RNNSharp

RNNSharp is a toolkit of deep recurrent neural network which is widely used for many different kinds of tasks, such as sequence labeling. It's written by C# language and based on .NET framework 4.6 or above version.

This page will introduces you about what is RNNSharp, how it works and how to use it. To get the demo package, please access release page and download the package.

Overview

RNNSharp supports many different types of deep recurrent neural network (aka DeepRNN) structures.In the aspect of historical memory, it supports BPTT(BackPropagation Through Time) and LSTM(Long Short-Term Memory) structures. And in respect of output layer structure, RNNSharp supports native output layer and recurrent CRFs[1]. In additional, RNNSharp also support forward RNN and bi-directional RNN structures.

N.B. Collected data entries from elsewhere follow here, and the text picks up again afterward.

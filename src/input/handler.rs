use crate::app::AppState;
use crate::domain::{PaneFocus, UiMode};
use anyhow::Result;
use crossterm::event::{KeyCode, KeyEvent};

/// Handle keyboard input events. Returns true when the app should quit.
pub fn handle_key(app: &mut AppState, key: KeyEvent) -> Result<bool> {
    match app.ui_mode {
        UiMode::Normal => handle_normal_mode(app, key),
        UiMode::AddingChecklistItem => handle_adding_item_mode(app, key),
        UiMode::EditingJournal => handle_journal_editing_mode(app, key),
        UiMode::Timer => handle_timer_mode(app, key),
        // DayChanged is handled by the main loop (only quit is allowed)
        UiMode::DayChanged => Ok(false),
    }
}

/// Handle keys in normal mode
fn handle_normal_mode(app: &mut AppState, key: KeyEvent) -> Result<bool> {
    match key.code {
        // Quit
        KeyCode::Char('q') | KeyCode::Char('Q') => Ok(true),

        // Switch pane focus
        KeyCode::Tab => {
            app.pane = app.pane.next();
            Ok(false)
        }

        // Navigation within the focused pane
        KeyCode::Up => {
            match app.pane {
                PaneFocus::Tasks => app.select_task_up(),
                PaneFocus::Checklist => app.select_item_up(),
            }
            Ok(false)
        }
        KeyCode::Down => {
            match app.pane {
                PaneFocus::Tasks => app.select_task_down(),
                PaneFocus::Checklist => app.select_item_down(),
            }
            Ok(false)
        }

        // Jump straight to a block
        KeyCode::Char('1') => {
            app.pane = PaneFocus::Tasks;
            app.selected_task = 0;
            Ok(false)
        }
        KeyCode::Char('2') => {
            app.pane = PaneFocus::Tasks;
            app.selected_task = 1;
            Ok(false)
        }
        KeyCode::Char('3') => {
            app.pane = PaneFocus::Tasks;
            app.selected_task = 2;
            Ok(false)
        }

        // Toggle the selected block / checklist item
        KeyCode::Enter | KeyCode::Char(' ') => {
            match app.pane {
                PaneFocus::Tasks => app.toggle_selected_task()?,
                PaneFocus::Checklist => app.toggle_selected_item()?,
            }
            Ok(false)
        }

        // Launch the countdown for the selected block
        KeyCode::Char('t') | KeyCode::Char('T') => {
            app.pane = PaneFocus::Tasks;
            app.open_timer();
            Ok(false)
        }

        // Add a checklist item
        KeyCode::Char('a') | KeyCode::Char('A') => {
            app.pane = PaneFocus::Checklist;
            app.start_add_item();
            Ok(false)
        }

        // Delete the selected checklist item
        KeyCode::Char('x') | KeyCode::Char('X') | KeyCode::Delete => {
            if app.pane == PaneFocus::Checklist {
                app.delete_selected_item()?;
            }
            Ok(false)
        }

        // Edit the journal
        KeyCode::Char('j') => {
            app.start_edit_journal();
            Ok(false)
        }

        _ => Ok(false),
    }
}

/// Handle keys while typing a new checklist item
fn handle_adding_item_mode(app: &mut AppState, key: KeyEvent) -> Result<bool> {
    match key.code {
        KeyCode::Enter => {
            app.commit_add_item()?;
            Ok(false)
        }
        KeyCode::Esc => {
            app.cancel_add_item();
            Ok(false)
        }
        KeyCode::Backspace => {
            app.checklist_input.pop();
            Ok(false)
        }
        KeyCode::Char(c) => {
            app.checklist_input.push(c);
            Ok(false)
        }
        _ => Ok(false),
    }
}

/// Handle keys while editing a journal field
fn handle_journal_editing_mode(app: &mut AppState, key: KeyEvent) -> Result<bool> {
    match key.code {
        KeyCode::Esc => {
            app.stop_edit_journal();
            Ok(false)
        }
        KeyCode::Tab => {
            app.next_journal_field();
            Ok(false)
        }
        KeyCode::Left => {
            app.move_journal_cursor_left();
            Ok(false)
        }
        KeyCode::Right => {
            app.move_journal_cursor_right();
            Ok(false)
        }
        KeyCode::Backspace => {
            app.delete_journal_char()?;
            Ok(false)
        }
        KeyCode::Enter => {
            app.insert_journal_char('\n')?;
            Ok(false)
        }
        KeyCode::Char(c) => {
            app.insert_journal_char(c)?;
            Ok(false)
        }
        _ => Ok(false),
    }
}

/// Handle keys in the countdown modal
fn handle_timer_mode(app: &mut AppState, key: KeyEvent) -> Result<bool> {
    match key.code {
        KeyCode::Char(' ') | KeyCode::Enter => {
            if let Some(timer) = app.timer.as_mut() {
                timer.toggle();
            }
            Ok(false)
        }
        KeyCode::Char('r') | KeyCode::Char('R') => {
            if let Some(timer) = app.timer.as_mut() {
                timer.reset();
            }
            Ok(false)
        }
        KeyCode::Esc | KeyCode::Char('x') | KeyCode::Char('q') => {
            app.close_timer();
            Ok(false)
        }
        _ => Ok(false),
    }
}

#[cfg(test)]
mod tests {
    use super::*;
    use crate::store::{HistoryStore, MemoryStorage};
    use crossterm::event::KeyModifiers;

    fn app() -> AppState {
        let store = HistoryStore::new(Box::new(MemoryStorage::new())).unwrap();
        AppState::new(store)
    }

    fn press(code: KeyCode) -> KeyEvent {
        KeyEvent::new(code, KeyModifiers::NONE)
    }

    #[test]
    fn test_q_quits_in_normal_mode() {
        let mut app = app();
        assert!(handle_key(&mut app, press(KeyCode::Char('q'))).unwrap());
    }

    #[test]
    fn test_enter_toggles_selected_block() {
        let mut app = app();
        handle_key(&mut app, press(KeyCode::Char('2'))).unwrap();
        handle_key(&mut app, press(KeyCode::Enter)).unwrap();

        assert!(app.record.body);
    }

    #[test]
    fn test_add_item_flow_via_keys() {
        let mut app = app();
        handle_key(&mut app, press(KeyCode::Char('a'))).unwrap();
        assert_eq!(app.ui_mode, UiMode::AddingChecklistItem);

        for c in "gym".chars() {
            handle_key(&mut app, press(KeyCode::Char(c))).unwrap();
        }
        handle_key(&mut app, press(KeyCode::Enter)).unwrap();

        assert_eq!(app.ui_mode, UiMode::Normal);
        assert_eq!(app.record.checklist.len(), 1);
        assert_eq!(app.record.checklist[0].text, "gym");
    }

    #[test]
    fn test_esc_cancels_add_item() {
        let mut app = app();
        handle_key(&mut app, press(KeyCode::Char('a'))).unwrap();
        handle_key(&mut app, press(KeyCode::Char('x'))).unwrap();
        handle_key(&mut app, press(KeyCode::Esc)).unwrap();

        assert_eq!(app.ui_mode, UiMode::Normal);
        assert!(app.record.checklist.is_empty());
    }

    #[test]
    fn test_journal_mode_typing() {
        let mut app = app();
        handle_key(&mut app, press(KeyCode::Char('j'))).unwrap();
        assert_eq!(app.ui_mode, UiMode::EditingJournal);

        for c in "Ran 3km".chars() {
            handle_key(&mut app, press(KeyCode::Char(c))).unwrap();
        }
        handle_key(&mut app, press(KeyCode::Esc)).unwrap();

        assert_eq!(app.record.journal.facts, "Ran 3km");
        assert_eq!(app.ui_mode, UiMode::Normal);
    }

    #[test]
    fn test_timer_keys() {
        let mut app = app();
        handle_key(&mut app, press(KeyCode::Char('t'))).unwrap();
        assert_eq!(app.ui_mode, UiMode::Timer);

        handle_key(&mut app, press(KeyCode::Char(' '))).unwrap();
        assert!(app.timer.as_ref().unwrap().running);

        handle_key(&mut app, press(KeyCode::Char('r'))).unwrap();
        assert!(!app.timer.as_ref().unwrap().running);

        handle_key(&mut app, press(KeyCode::Esc)).unwrap();
        assert!(app.timer.is_none());
    }

    #[test]
    fn test_q_does_not_quit_while_typing() {
        let mut app = app();
        handle_key(&mut app, press(KeyCode::Char('a'))).unwrap();
        assert!(!handle_key(&mut app, press(KeyCode::Char('q'))).unwrap());
        assert_eq!(app.checklist_input, "q");
    }
}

For BPTT and LSTM, BPTT-RNN is usually called as "simple RNN", since the structure of its hidden layer node is very simple. It's not good at preserving long time historical memory. LSTM-RNN is more complex than BPTT-RNN, since its hidden layer node has inner-structure which helps it to save very long time historical memory. In general, LSTM has better performance than BPTT on longer sequences.

For native RNN output, many widely experiments and applications have proved that it has better results than tranditional algorithms, such as MMEM, for online sequence labeling tasks, such as speech recognition, auto suggestion and so on.

For RNN-CRF, based on native RNN outputs and their transition, we compute CRF output for entire sequence. Compred with native RNN, RNN-CRF has better performance for many different types of sequence labeling tasks in offline, such as word segmentation, named entity recognition and so on. With the similar feature set, it has better performance than linear CRF.

For bi-directional RNN, the output result combines the result of both forward RNN and backward RNN. It usually has better performance than single-directional RNN.

Here is an example of deep bi-directional RNN-CRF network. It contains 3 hidden layers, 1 native RNN output layer and 1 CRF output layer.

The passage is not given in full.